Buying the mutton (or more than one if your means allow for it) it’s a men’s thing but don’t let yourself be fooled: women haven’t been chit-chatting all the while.

Weeks before the feast, the favorite line to strike up a conversation is: “so, are we preparing the feast?”.

This “preparing the feast” is when women go hunting for the best ingredients and sides for the big day. Some go buy olives 30 km away from home because they are cheaper when you buy in bulk.

Finding the best potatoes and the crispiest salad require observation skills and cooking experience I definitely don’t have, so I was never asked to tag along on the hunt by my sisters in law.

Tabaski is the equivalent of Christmas, Thanksgiving or the Chinese New Year: two thirds of the country is traveling to join their families.

They travel on a variety of vehicles, mostly in ill conditions on routes that are equally ill (the situation has been improving with a highway having finally been built).

People travel and so do sacrificial animals, crammed as best as they can in the trunk or on the roof rack. (Yes, you read it right).

If no more than two animals can travel in a car, the roof rack of a bus is slightly smaller than a plane!

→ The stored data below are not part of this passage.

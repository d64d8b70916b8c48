//! Entity store: exclusive owner of the active mode's canonical collection.
//!
//! All mutation goes through explicit calls on [`BienStore`]; every other
//! component receives read-only views or copies. Persistence is the caller's
//! decision — the store grows, replaces and shrinks its collection without
//! touching the gateway, except for the one-time first-run seeding in
//! [`BienStore::load`].

use crate::domain::error::{BientrackError, Result};
use crate::domain::{Bien, BienDraft, ChargesMode, Mode};
use crate::storage::{achat_seed, Storage};

/// Owner of the canonical listing collection for one mode.
///
/// Canonical order is insertion order; no implicit sorting happens here.
#[derive(Debug, Clone)]
pub struct BienStore {
    mode: Mode,
    biens: Vec<Bien>,
}

impl BienStore {
    /// Loads the collection for `mode` through the persistence gateway.
    ///
    /// Failover when the mode's key was never written: purchase mode gets the
    /// fixed seed dataset, persisted immediately so subsequent loads are
    /// idempotent; rental mode gets an empty collection. Loaded records are
    /// normalized on entry (legacy charge repair, état vocabulary
    /// defaulting).
    ///
    /// # Errors
    ///
    /// Returns an error if the gateway read fails, or if persisting the seed
    /// dataset fails on first run.
    pub fn load(storage: &mut dyn Storage, mode: Mode) -> Result<Self> {
        let _span = tracing::debug_span!("store_load", mode = %mode).entered();

        let mut biens = match storage.load_biens(mode)? {
            Some(biens) => biens,
            None => match mode {
                Mode::Achat => {
                    tracing::info!("no purchase data found, seeding sample listings");
                    let seed = achat_seed();
                    storage.save_biens(mode, &seed)?;
                    seed
                }
                Mode::Location => Vec::new(),
            },
        };

        for bien in &mut biens {
            bien.normalize(mode);
        }

        tracing::debug!(count = biens.len(), "collection loaded");
        Ok(Self { mode, biens })
    }

    /// Creates an empty store for `mode` without touching the gateway.
    ///
    /// Used by tests and by callers that manage persistence themselves.
    #[must_use]
    pub fn empty(mode: Mode) -> Self {
        Self {
            mode,
            biens: Vec::new(),
        }
    }

    /// Returns the owning mode.
    #[must_use]
    pub fn mode(&self) -> Mode {
        self.mode
    }

    /// Returns the canonical collection in insertion order.
    #[must_use]
    pub fn list(&self) -> &[Bien] {
        &self.biens
    }

    /// Returns the listing with the given id, if present.
    #[must_use]
    pub fn get(&self, id: i64) -> Option<&Bien> {
        self.biens.iter().find(|b| b.id == id)
    }

    /// Validates a draft and appends the new listing to the collection.
    ///
    /// Assigns a fresh time-based id, clamped above the current maximum so
    /// ids stay unique even for creations within the same millisecond. Ids
    /// are never reused. The caller decides when to persist.
    ///
    /// # Errors
    ///
    /// Returns [`BientrackError::Validation`] when the draft is invalid.
    pub fn create(&mut self, draft: BienDraft, charges_mode: ChargesMode) -> Result<&Bien> {
        let _span = tracing::debug_span!("store_create", mode = %self.mode).entered();

        let id = self.next_id();
        let bien = draft.into_bien(id, self.mode, charges_mode)?;

        tracing::debug!(bien_id = id, quartier = %bien.quartier, "listing created");
        self.biens.push(bien);
        let index = self.biens.len() - 1;
        Ok(&self.biens[index])
    }

    /// Replaces the full record matching `id` with a validated draft.
    ///
    /// Whole-record resubmission: any field absent from the draft is lost.
    /// The id is kept; the record's position in the canonical order does not
    /// change.
    ///
    /// # Errors
    ///
    /// Returns [`BientrackError::NotFound`] for an unknown id (the record is
    /// not created) or [`BientrackError::Validation`] for an invalid draft.
    pub fn update(&mut self, id: i64, draft: BienDraft, charges_mode: ChargesMode) -> Result<&Bien> {
        let _span = tracing::debug_span!("store_update", bien_id = id).entered();

        let index = self
            .biens
            .iter()
            .position(|b| b.id == id)
            .ok_or(BientrackError::NotFound(id))?;

        let bien = draft.into_bien(id, self.mode, charges_mode)?;
        self.biens[index] = bien;

        tracing::debug!("listing replaced");
        Ok(&self.biens[index])
    }

    /// Removes the record with the given id.
    ///
    /// Idempotent: returns whether anything was removed; a missing id is a
    /// harmless no-op, not an error.
    pub fn delete(&mut self, id: i64) -> bool {
        let before = self.biens.len();
        self.biens.retain(|b| b.id != id);
        let removed = self.biens.len() != before;

        tracing::debug!(bien_id = id, removed, "delete requested");
        removed
    }

    /// Next unique id: current time in milliseconds, bumped above the
    /// collection's maximum if the clock has not advanced past it.
    fn next_id(&self) -> i64 {
        let now = chrono::Utc::now().timestamp_millis();
        let max = self.biens.iter().map(|b| b.id).max().unwrap_or(0);
        now.max(max + 1)
    }
}

#[cfg(test)]
mod tests {
    use super::*;
    use crate::domain::Dpe;
    use crate::storage::JsonStorage;

    fn draft(quartier: &str, prix: f64) -> BienDraft {
        BienDraft {
            quartier: quartier.to_string(),
            type_bien: "T2".to_string(),
            montant: prix,
            surface: 40.0,
            pieces: 2,
            dpe: Dpe::D,
            etat: "À voir".to_string(),
            charges: 100.0,
            ..BienDraft::default()
        }
    }

    fn achat_store() -> BienStore {
        BienStore::empty(Mode::Achat)
    }

    #[test]
    fn first_achat_load_seeds_and_persists() {
        let dir = tempfile::tempdir().unwrap();
        let mut storage = JsonStorage::new(dir.path().join("biens.json")).unwrap();

        let store = BienStore::load(&mut storage, Mode::Achat).unwrap();
        assert_eq!(store.list().len(), 8);

        // The seed was persisted, so a second load is idempotent even after
        // the in-memory collection would have diverged.
        let persisted = storage.load_biens(Mode::Achat).unwrap().unwrap();
        assert_eq!(persisted.len(), 8);
    }

    #[test]
    fn first_location_load_is_empty_and_not_persisted() {
        let dir = tempfile::tempdir().unwrap();
        let mut storage = JsonStorage::new(dir.path().join("biens.json")).unwrap();

        let store = BienStore::load(&mut storage, Mode::Location).unwrap();
        assert!(store.list().is_empty());
        assert!(storage.load_biens(Mode::Location).unwrap().is_none());
    }

    #[test]
    fn load_normalizes_legacy_charges() {
        let dir = tempfile::tempdir().unwrap();
        let mut storage = JsonStorage::new(dir.path().join("biens.json")).unwrap();

        // Seed rows in the original dataset carry only monthly charges.
        let store = BienStore::load(&mut storage, Mode::Achat).unwrap();
        for bien in store.list() {
            assert_eq!(bien.charges_annuelles, bien.charges * 12.0);
        }
    }

    #[test]
    fn create_appends_in_insertion_order() {
        let mut store = achat_store();
        store.create(draft("Comédie", 100_000.0), ChargesMode::Mensuelles).unwrap();
        store.create(draft("Antigone", 200_000.0), ChargesMode::Mensuelles).unwrap();

        let quartiers: Vec<&str> = store.list().iter().map(|b| b.quartier.as_str()).collect();
        assert_eq!(quartiers, vec!["Comédie", "Antigone"]);
    }

    #[test]
    fn created_ids_are_unique_and_increasing() {
        let mut store = achat_store();
        let a = store.create(draft("A", 1.0), ChargesMode::Mensuelles).unwrap().id;
        let b = store.create(draft("B", 1.0), ChargesMode::Mensuelles).unwrap().id;
        let c = store.create(draft("C", 1.0), ChargesMode::Mensuelles).unwrap().id;
        assert!(a < b && b < c);
    }

    #[test]
    fn invalid_draft_never_reaches_the_collection() {
        let mut store = achat_store();
        let mut bad = draft("", 1.0);
        bad.quartier = String::new();
        assert!(store.create(bad, ChargesMode::Mensuelles).is_err());
        assert!(store.list().is_empty());
    }

    #[test]
    fn update_replaces_record_in_place() {
        let mut store = achat_store();
        let id = store.create(draft("Comédie", 100_000.0), ChargesMode::Mensuelles).unwrap().id;
        store.create(draft("Antigone", 200_000.0), ChargesMode::Mensuelles).unwrap();

        let mut edited = draft("Comédie", 110_000.0);
        edited.notes = "prix négocié".to_string();
        let updated = store.update(id, edited, ChargesMode::Mensuelles).unwrap();
        assert_eq!(updated.montant(Mode::Achat), 110_000.0);
        assert_eq!(updated.notes, "prix négocié");

        // Position in canonical order is unchanged.
        assert_eq!(store.list()[0].id, id);
        assert_eq!(store.list().len(), 2);
    }

    #[test]
    fn update_unknown_id_is_not_found_and_does_not_create() {
        let mut store = achat_store();
        let err = store
            .update(42, draft("Comédie", 1.0), ChargesMode::Mensuelles)
            .unwrap_err();
        assert!(matches!(err, BientrackError::NotFound(42)));
        assert!(store.list().is_empty());
    }

    #[test]
    fn delete_is_idempotent() {
        let mut store = achat_store();
        let id = store.create(draft("Comédie", 1.0), ChargesMode::Mensuelles).unwrap().id;

        assert!(store.delete(id));
        assert!(!store.delete(id));
        assert!(store.list().is_empty());

        // Unknown ids are a no-op on any collection.
        assert!(!store.delete(9999));
    }

    #[test]
    fn get_finds_by_id() {
        let mut store = achat_store();
        let id = store.create(draft("Comédie", 1.0), ChargesMode::Mensuelles).unwrap().id;
        assert!(store.get(id).is_some());
        assert!(store.get(id + 1).is_none());
    }
}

Muttons travel strapped to the rack, squeezed onto one another, terrified out of their minds, at a breakneck speed for hours (sometimes ten or more).

Upon arrival, the counting can be different from departure and this is a tragedy. A dead animal can’t be sacrified, of course, but neither can it be eaten (it has not been slaughtered the halal way). The honour of the sacrifice goes down the drain but the burden of the debt to buy the mutton is still there, in all its might.

The other must of Tabaski is a brand new custom-made traditional outfit. In the weeks before the big day, taylors skip their night sleep, the noise of the sewing machines from their workshops is sort of a white noise of which you become aware when it is no longer there, the morning of the big day.

Generally speaking, Senegalese people are used to commit to way more than they can deliver. Taylors in the weeks and days before the special day want to make everyone happy: they take orders for way more than what they can actually make and the morning of they just confess the dress is not ready. And they bow in apology.

Each year, over the meal, I have listened to at least one woman complain about how this year the taylor has not delivered her new dress and she was forced to wear something that had already been seen before. Other women reassure her it’s not a big deal, but you can hear them sigh in relief for not being in her (old) shoes.

Nevermind the stress, the expenses, the anxiety, the missed eliveries…Tabaski is THE MAJOR holiday for Muslims across the world. It falls on the third day of the Pilgrimage to Mecca (one of the five pillars of Islam). The day of the feast the Pilgrims are out in the desert on the Mount Arafat, where the Prophet delivered his first speech. High degree of symbolism there.

One of the things that reconcile me with the idea of a sacrifice is that the animal is carefully shared with the less fortunate. The first round of cooking is for the family but you will see women and children shuffling in and out of the house with gigantic bowls of food the whole afternoon. That food is for poor families in the neighborhood or for the Mosque.

It can also happen that the raw meat is given to someone in sign of appreciation and respect (to someone who has a fridge, which should not be taken for granted). It happened to us to be graciously (and unexpectedly) given a mutton thigh by a neighbor so I have learnt to keep an open slot in the freezer.

Something else that always make me think is that Tabaski is, of course, a Muslim holiday but it is very much loved by Christians too.

My husband has a Christian friend from his old neighborhood, (a neighborhood that has a massive presence of Christians from Capo Verde); this guy has been living in the US for decades now and yet he takes his (very few) vacation days over Tabaski to be able to travel to Senegal and enjoy the feast (and get a new dress, of course).

He says that no matter your religion, if you are a real Senegalese, Tabaski is your day!

I guess there is a lot to learn there.